Dear CMO: Once upon a time, a very long time ago, I was a tennis player. In high school, our home courts were split between two locations. Our satellite courts were rough as sandpaper, which slowed the game down to a snail’s pace, and had nets with no center straps. They were 3’ 6” high the whole way across – not regulation, mind you, and pretty tough if you weren’t used to a high net. Worse, the courts were graded so that they crowned at the net and sloped downwards towards the baselines to improve drainage.

When you played on the satellite courts, you had to rely on lots of topspin, particularly on your serve. The crowned shape of the court essentially made the court feel about five feet shorter than what you were used to. This meant visiting players had a lot to overcome. They double-faulted a lot. They hit most shots long. And it took them a long time to figure it out.
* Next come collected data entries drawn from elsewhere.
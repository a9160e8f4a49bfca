//! # graph_decomposition
//!
//! Structural decomposition of undirected multigraphs:
//!
//! - blocks and cut vertices ([`block_cut`]),
//! - split components and separation pairs of biconnected graphs ([`triconnected`]),
//! - rooted SPQR trees and proto-trees ([`spqr_tree`]),
//! - interlacement graphs of segments relative to a cycle ([`interlacement`]),
//! - planarity with faces or a Kuratowski obstruction ([`embedding`]).
//!
//! Based on [`petgraph`](https://docs.rs/petgraph). The library logs through
//! [`tracing`](https://docs.rs/tracing) and never installs a subscriber.
//!
//! ```
//! use graph_decomposition::{DecompositionOptions, EdgeId, get_spqr_tree, input};
//!
//! let graph = input::from_str("0,1\n1,2\n2,3\n3,0\n0,2\n").unwrap();
//! let tree = get_spqr_tree(&graph, EdgeId::new(0), &DecompositionOptions::default()).unwrap();
//! assert_eq!(tree.len(), 3);
//! ```

pub mod algorithm;
pub mod block_cut;
pub mod config;
pub mod embedding;
pub(crate) mod embedding_blocks;
pub mod error;
pub mod graph;
pub(crate) mod graph_internal;
pub mod input;
pub mod interlacement;
pub mod path;
pub mod spqr_blocks;
pub mod spqr_tree;
pub mod triconnected;
pub mod triconnected_blocks;
pub mod types;

#[cfg(test)]
mod testing;

pub use algorithm::{Algorithm, AlgorithmOutput, Execution, GraphAlgorithm};
pub use config::DecompositionOptions;
pub use embedding::{is_planar, test_planarity};
pub use error::{Error, Precondition, Result};
pub use graph::Graph;
pub use path::Path;
pub use spqr_tree::{SpqrTree, get_proto_spqr_tree, get_spqr_tree};
pub use triconnected::{get_split_components, separation_pairs};
pub use triconnected_blocks::outside_structures::{SplitComponent, SplitComponentType, SplitComponents};
pub use types::{EdgeId, EdgeLabel, VertexId};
Our home courts were even better: concrete blacktop surface with chain-link fence nets a straight 3’ high from post to post. Not regulation either, and very different if you came from a proper country club world. A fast, pebbly surface meant you needed grass court reflexes with clay court footwork. And the net! You could hit a flat serve wide on these courts with no fear of hitting the tape.
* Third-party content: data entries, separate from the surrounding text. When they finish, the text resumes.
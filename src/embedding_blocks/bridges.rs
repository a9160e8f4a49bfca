use std::collections::VecDeque;

use fixedbitset::FixedBitSet;

use crate::graph_internal::GraphInternal;

/// A bridge of the graph relative to an embedded subgraph H: either a chord
/// (an edge outside H joining two vertices of H), or a connected piece of the
/// graph outside H together with the edges attaching it to H.
#[derive(Debug, Clone)]
pub(crate) struct Bridge {
    pub edges: Vec<usize>,
    pub inner: Vec<usize>,       // vertices outside H, empty for a chord
    pub attachments: Vec<usize>, // vertices of H, sorted
}

pub(crate) fn find_bridges(g: &GraphInternal, in_h_vertex: &[bool], in_h_edge: &[bool]) -> Vec<Bridge> {
    let mut bridges = Vec::new();

    for (eid, &(s, t)) in g.edges.iter().enumerate() {
        if !in_h_edge[eid] && in_h_vertex[s] && in_h_vertex[t] {
            bridges.push(Bridge {
                edges: vec![eid],
                inner: Vec::new(),
                attachments: vec![s.min(t), s.max(t)],
            });
        }
    }

    let mut visited = FixedBitSet::with_capacity(g.n);
    let mut edge_seen = FixedBitSet::with_capacity(g.m());
    let mut attached = FixedBitSet::with_capacity(g.n);

    for root in 0..g.n {
        if in_h_vertex[root] || visited.contains(root) || g.adj[root].is_empty() {
            continue;
        }

        let mut bridge = Bridge {
            edges: Vec::new(),
            inner: Vec::new(),
            attachments: Vec::new(),
        };
        attached.clear();
        visited.insert(root);
        let mut queue = VecDeque::from([root]);

        while let Some(u) = queue.pop_front() {
            bridge.inner.push(u);
            for &eid in &g.adj[u] {
                if !edge_seen.put(eid) {
                    bridge.edges.push(eid);
                }
                let v = g.get_other_vertex(eid, u);
                if in_h_vertex[v] {
                    if !attached.put(v) {
                        bridge.attachments.push(v);
                    }
                } else if !visited.put(v) {
                    queue.push_back(v);
                }
            }
        }

        radsort::sort(&mut bridge.attachments);
        bridges.push(bridge);
    }

    bridges
}

/// Path through the bridge from its first to its second attachment, as
/// (vertices, edges).
pub(crate) fn bridge_path(g: &GraphInternal, bridge: &Bridge, in_h_vertex: &[bool]) -> (Vec<usize>, Vec<usize>) {
    let (a1, a2) = (bridge.attachments[0], bridge.attachments[1]);
    if bridge.inner.is_empty() {
        return (vec![a1, a2], bridge.edges.clone());
    }

    let mut prev_edge = vec![usize::MAX; g.n];
    let mut queue = VecDeque::new();
    for &eid in &bridge.edges {
        let (s, t) = g.edges[eid];
        let x = if s == a1 { t } else if t == a1 { s } else { continue };
        if !in_h_vertex[x] && prev_edge[x] == usize::MAX {
            prev_edge[x] = eid;
            queue.push_back(x);
        }
    }

    let mut last = None;
    'search: while let Some(u) = queue.pop_front() {
        for &eid in &g.adj[u] {
            let v = g.get_other_vertex(eid, u);
            if v == a2 {
                last = Some((u, eid));
                break 'search;
            }
            if !in_h_vertex[v] && prev_edge[v] == usize::MAX {
                prev_edge[v] = eid;
                queue.push_back(v);
            }
        }
    }

    let mut vertices = vec![a2];
    let mut edges = Vec::new();
    if let Some((mut u, eid)) = last {
        edges.push(eid);
        loop {
            vertices.push(u);
            let pe = prev_edge[u];
            edges.push(pe);
            u = g.get_other_vertex(pe, u);
            if u == a1 {
                break;
            }
        }
        vertices.push(a1);
    }
    vertices.reverse();
    edges.reverse();
    (vertices, edges)
}

/// Closed walk through the bridge that touches every attachment, as
/// (start vertex, edges). Edges may repeat.
pub(crate) fn bridge_walk(g: &GraphInternal, bridge: &Bridge, in_h_vertex: &[bool]) -> (usize, Vec<usize>) {
    let Some(&root) = bridge.inner.first() else {
        return (bridge.attachments[0], bridge.edges.clone());
    };

    fn walk(u: usize, g: &GraphInternal, in_h_vertex: &[bool], visited: &mut FixedBitSet, edges: &mut Vec<usize>) {
        visited.insert(u);
        for &eid in &g.adj[u] {
            let v = g.get_other_vertex(eid, u);
            if in_h_vertex[v] {
                // to the attachment and back
                edges.push(eid);
                edges.push(eid);
            } else if !visited.contains(v) {
                edges.push(eid);
                walk(v, g, in_h_vertex, visited, edges);
                edges.push(eid);
            }
        }
    }

    let mut visited = FixedBitSet::with_capacity(g.n);
    let mut edges = Vec::new();
    walk(root, g, in_h_vertex, &mut visited, &mut edges);
    (root, edges)
}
Best of all, we’d play singles matches in one place and then the doubles at the other, making sure that no one ever got used to their surroundings. We had a wonderful home court advantage, not to mention three nationally ranked singles players – unusual for a public high school in Maryland, where I grew up.

The tennis story is a metaphor that mirrors a discussion I had with Dr. Steven Feinberg, author of “Advantage Makers.” Companies have hidden topographies. Water will flow where the topography allows it to, regardless of how hard you try to make it do otherwise. You can try to make a company, a brand, or a management team play by your rules – but if you’re working against the natural topography of the culture, you’re going to fail.
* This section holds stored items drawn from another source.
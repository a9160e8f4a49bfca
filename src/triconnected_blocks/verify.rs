use crate::{
    block_cut::internal_blocks,
    error::{Error, Result},
    graph_internal::GraphInternal,
    triconnected_blocks::outside_structures::{SplitComponentType, SplitComponents},
    types::EdgeId,
};

impl SplitComponents {
    /// Checks the shape of every component and the edge bookkeeping.
    ///
    /// - Parallel: two vertices, at least three edges (two for a lone bond).
    /// - Series: a single simple cycle on at least three vertices.
    /// - Rigid: at least four vertices.
    /// - every decomposed real edge sits in exactly one component,
    ///   every virtual edge in exactly two.
    pub fn verify(&self) -> Result<()> {
        let lone = self.components.len() == 1;

        for (i, c) in self.components.iter().enumerate() {
            let vertices = self.vertices(i);
            let fail = |reason: &str| Err(Error::component_invariant(reason, i, &c.edges));

            match c.component_type {
                SplitComponentType::Parallel => {
                    if vertices.len() != 2 {
                        return fail("parallel component must have exactly two vertices");
                    }
                    if c.size() < 3 && !(lone && c.size() == 2) {
                        return fail("parallel component must have at least three edges");
                    }
                }
                SplitComponentType::Series => {
                    if vertices.len() < 3 || c.size() != vertices.len() {
                        return fail("series component must be a cycle of length at least three");
                    }

                    let mut local = GraphInternal::new(vertices.len());
                    for (s, t) in self.skeleton_endpoints(i) {
                        let s = vertices.partition_point(|&x| x < s);
                        let t = vertices.partition_point(|&x| x < t);
                        local.new_edge(s, t);
                    }
                    if local.adj.iter().any(|adj| adj.len() != 2)
                        || internal_blocks(&local).roots != 1
                    {
                        return fail("series component must be a single cycle");
                    }
                }
                SplitComponentType::Rigid => {
                    if vertices.len() < 4 {
                        return fail("rigid component must have at least four vertices");
                    }
                }
            }
        }

        let mut real_occurrences = vec![0usize; self.real_edges.len()];
        for c in &self.components {
            for e in &c.edges {
                real_occurrences[e.index()] += 1;
            }
        }
        for e in &self.omitted_edges {
            real_occurrences[e.index()] += 1;
        }

        // the lone edge of a trivial graph stays outside every component
        let trivial = self.components.is_empty()
            && self.real_edges.len() == self.omitted_edges.len() + 1;
        let bad_real: Vec<EdgeId> = real_occurrences
            .iter()
            .enumerate()
            .filter(|&(e, &count)| count != 1 && !(trivial && count == 0 && e == self.reference.index()))
            .map(|(e, _)| EdgeId::new(e))
            .collect();
        if !bad_real.is_empty() {
            return Err(Error::InvariantViolation {
                reason: "real edges must belong to exactly one component".into(),
                component: None,
                edges: bad_real,
            });
        }

        for (v, owners) in self.virtual_owners().iter().enumerate() {
            if owners.len() != 2 || owners[0] == owners[1] {
                return Err(Error::invariant(format!(
                    "virtual edge {v} is owned by components {owners:?}, expected two"
                )));
            }
        }

        Ok(())
    }
}

#[cfg(test)]
mod tests {
    use super::*;
    use crate::{
        triconnected_blocks::outside_structures::SplitComponent,
        types::VertexId,
    };

    fn square_with_chord() -> SplitComponents {
        let v = |i| VertexId::new(i);
        // 0-1, 1-2, 2-3, 3-0, 0-2
        SplitComponents {
            components: vec![
                SplitComponent {
                    component_type: SplitComponentType::Series,
                    edges: vec![EdgeId::new(0), EdgeId::new(1)],
                    virtual_edges: vec![0],
                },
                SplitComponent {
                    component_type: SplitComponentType::Parallel,
                    edges: vec![EdgeId::new(4)],
                    virtual_edges: vec![0, 1],
                },
                SplitComponent {
                    component_type: SplitComponentType::Series,
                    edges: vec![EdgeId::new(2), EdgeId::new(3)],
                    virtual_edges: vec![1],
                },
            ],
            virtual_edges: vec![(v(0), v(2)), (v(0), v(2))],
            reference: EdgeId::new(0),
            real_to_component: vec![Some(0), Some(0), Some(2), Some(2), Some(1)],
            omitted_edges: vec![],
            real_edges: vec![(v(0), v(1)), (v(1), v(2)), (v(2), v(3)), (v(3), v(0)), (v(0), v(2))],
        }
    }

    #[test]
    fn test_valid_components_pass() {
        assert_eq!(square_with_chord().verify(), Ok(()));
    }

    #[test]
    fn test_wrong_classification_is_reported() {
        let mut split = square_with_chord();
        split.components[0].component_type = SplitComponentType::Rigid;
        match split.verify() {
            Err(Error::InvariantViolation {
                component, edges, ..
            }) => {
                assert_eq!(component, Some(0));
                assert_eq!(edges, vec![EdgeId::new(0), EdgeId::new(1)]);
            }
            other => panic!("unexpected {other:?}"),
        }
    }

    #[test]
    fn test_unpaired_virtual_edge_is_reported() {
        let mut split = square_with_chord();
        split.components[2].virtual_edges.clear();
        split.components[2].component_type = SplitComponentType::Parallel;
        assert!(split.verify().is_err());

        let mut split = square_with_chord();
        split.components[1].virtual_edges = vec![0];
        split.components[2].virtual_edges = vec![0];
        assert!(matches!(
            split.verify(),
            Err(Error::InvariantViolation { .. })
        ));
    }

    #[test]
    fn test_lost_real_edge_is_reported() {
        let mut split = square_with_chord();
        split.components[1].edges.clear();
        split.components[1].virtual_edges.push(1);
        assert!(split.verify().is_err());
    }
}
So here’s three lessons for getting things done:

Develop a strategy that takes advantage of your company’s natural strengths as well as eccentricities and you’re going to win. Develop one that relies on a strength they don’t have – or worse, one that relies on what is currently a weakness – and you’ll fail.

Create a process that takes into account the specific resources and assets of an industry and avoids relying on things hard to find, and you’re going to win. Create a process that will take more money and time than the company itself will naturally desire to spend, and you fail.

Launch a demand generation plan that leverages the people, culture and capabilities of your company – one that makes your management visibly relax before your very eyes – and you’ll win. Rely on an implementation plan that makes them visibly nervous – “I hate doing that kind of thing… but I guess I have to…” and you fail.

Understanding the natural topography of your company is a mandatory prerequisite to success. It’s unfortunate that we often mistake “what’s best for the company” with “what makes sense to us, personally, in a vacuum,” which is so often the first step down the road to failure.

Regards.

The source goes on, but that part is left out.